Paying Criminals to Stay out of Trouble: Does it Work?
We are all aware of the concept of “do this, get that.” It is how most of us get things done. We raise our children, teach our students and manage our employees with this work/reward strategy. Now it is being applied to the criminal justice system; but does it work?
A controversial program in California is using financial rewards to keep at-risk men out of prison, and it seems to have positive results. In the San Francisco Bay Area, Richmond is one of the most dangerous cities in America, but Debone Boggan, Director of the Office of Neighborhood Safety (ONS) is intent on changing that. Founded in 2007, when Richmond’s murder rate was 9x the national average, ONS has decreased the rate to its lowest level in 40 years (11 deaths per 100,000). How did that happen? The agency selected a group of 28 men (who were responsible for the majority of gun crime in the city) and promised them financial rewards on the condition that they avoided trouble.
According to Boggan, understanding violence is the means to reducing firearm-related homicides. He knows this first-hand. Raised in similar circumstances in Michigan, he was often in trouble for selling drugs on the streets. Bogan picked a team of Neighborhood Change Agents who interact with the men on the streets, enabling them to create trusting relationships in the environment they are familiar with. Boggan believes “We’re not going to arrest our way out of gun violence. The way we’re going to get ourselves removed from gun violence is developing and shaping these young men in a different way.”
Inspired by Bogan’s program, the D.C. Council gave preliminary approval to an anti-crime bill in January – the Neighborhood Engagement Achieves Results Amendment Act (NEAR) – which would pay crime-prone residents to stay out of trouble. Councilmember Kenyan McDuffie introduced the bill because it “treats and responds to violence in our community as a public health issue.” Similar to ONS, the provision will reward up to $9,000 a year to as many as 200 residents identified as being at risk for committing violent crimes if they participate in behavioral therapy and remain crime-free.

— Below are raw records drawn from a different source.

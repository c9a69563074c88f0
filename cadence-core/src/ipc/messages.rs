//! Messages crossing the control ↔ render-engine boundary.
//!
//! One closed enum per direction. `EngineEvent` serializes with an
//! `eventType` tag and camelCase fields so it can be forwarded verbatim to a
//! UI or log sink.

use serde::{Deserialize, Serialize};

use crate::buffering::chunk::AudioChunk;
use crate::engine::ConfigUpdate;

/// control → engine.
#[derive(Debug, Clone)]
pub enum ControlMessage {
    /// Partial configuration update; absent fields stay unchanged.
    Configure(ConfigUpdate),
    /// Open the capture gate.
    StartRecording,
    /// Close the capture gate. Does not touch playback.
    StopRecording,
    /// Append a decoded chunk to the playback queue.
    AddOutputBuffer(AudioChunk),
}

/// engine → control.
#[derive(Debug, Clone, PartialEq, Serialize, Deserialize)]
#[serde(tag = "eventType", rename_all = "camelCase")]
pub enum EngineEvent {
    /// One captured device block as 16-bit PCM.
    InputData { pcm16: Vec<i16> },
    /// Emitted for every block rendered while playing.
    PlaybackMetrics(PlaybackMetrics),
    /// Emitted for every block rendered as silence while buffering.
    BufferingStatus(BufferingStatus),
}

#[derive(Debug, Clone, Copy, PartialEq, Serialize, Deserialize)]
#[serde(rename_all = "camelCase")]
pub struct PlaybackMetrics {
    /// `consumable / target` at the start of the block.
    pub buffer_health: f64,
    /// Smoothed playback rate used for the block.
    pub playback_rate: f64,
    /// Fewer samples were available than the block needed.
    pub underrun: bool,
    pub samples_read: usize,
}

#[derive(Debug, Clone, Copy, PartialEq, Serialize, Deserialize)]
#[serde(rename_all = "camelCase")]
pub struct BufferingStatus {
    pub buffer_health: f64,
    /// Every queued sample, silence included.
    pub total_buffered: usize,
}

/// Coarse playback state for status displays.
#[derive(Debug, Clone, Copy, PartialEq, Eq, Serialize, Deserialize)]
#[serde(rename_all = "lowercase")]
pub enum PlaybackStatus {
    Buffering,
    Playing,
}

Alfie Kohn, author of Punished By Rewards, believes that while manipulating people with incentives seems to work in the short term, it ultimately fails and is actually detrimental to a person’s growth and development. In fact, the more we use artificial motivation, the less successful people are in realizing the desired outcome.
So, can it also work in the education system? Some argue that paying students to perform better in school leads to immediate improvement, but several studies also show that financial rewards actually decrease excitement about learning.
Professor Richard Ryan, visiting professor at National Institute of Education and clinical psychologist, explains that if teachers or parents use rewards to positively change students’ behavior, motivation will solely be dependent on the reward.
Even still, schools around the country are trying it out, with varying degrees of success. Funded by the nonprofit National Math and Science Initiative, Virginia Advanced Studies Strategies is paying students $100 for every AP exam with a passing grade, with another $100 going to the student’s teacher. To some, this smells of ‘educational bribery,’ but the National Math and Science Initiative say they are spending to train teachers and to give students more time to learn. Northwestern University economist C. Kirabo Jackson found that in Texas, the bonuses and extra support sparked an increase in AP and IB test takers primarily among black and Hispanic students. Students scoring above 1100 on the SAT or above 24 on the ACT increased 80% for black students and 50% for Hispanic students.
Harvard economics professor Roland Fryer studied 40,000 students at low-performing urban public schools, and found that paying for success didn’t impact grades, but DID help implement positive learning habits. He discovered that paying students for meeting certain objectives, like reading more books or meeting specific curriculum objectives, was successful. He found that students mastered 125% more math lessons than those who weren’t financially rewarded. In addition, the success rate increased as the cash amount increased.
The verdict is not out yet, but what do YOU think? Is pay-for-performance a good solution to keep would-be criminals out of jail? Or improve students’ performance?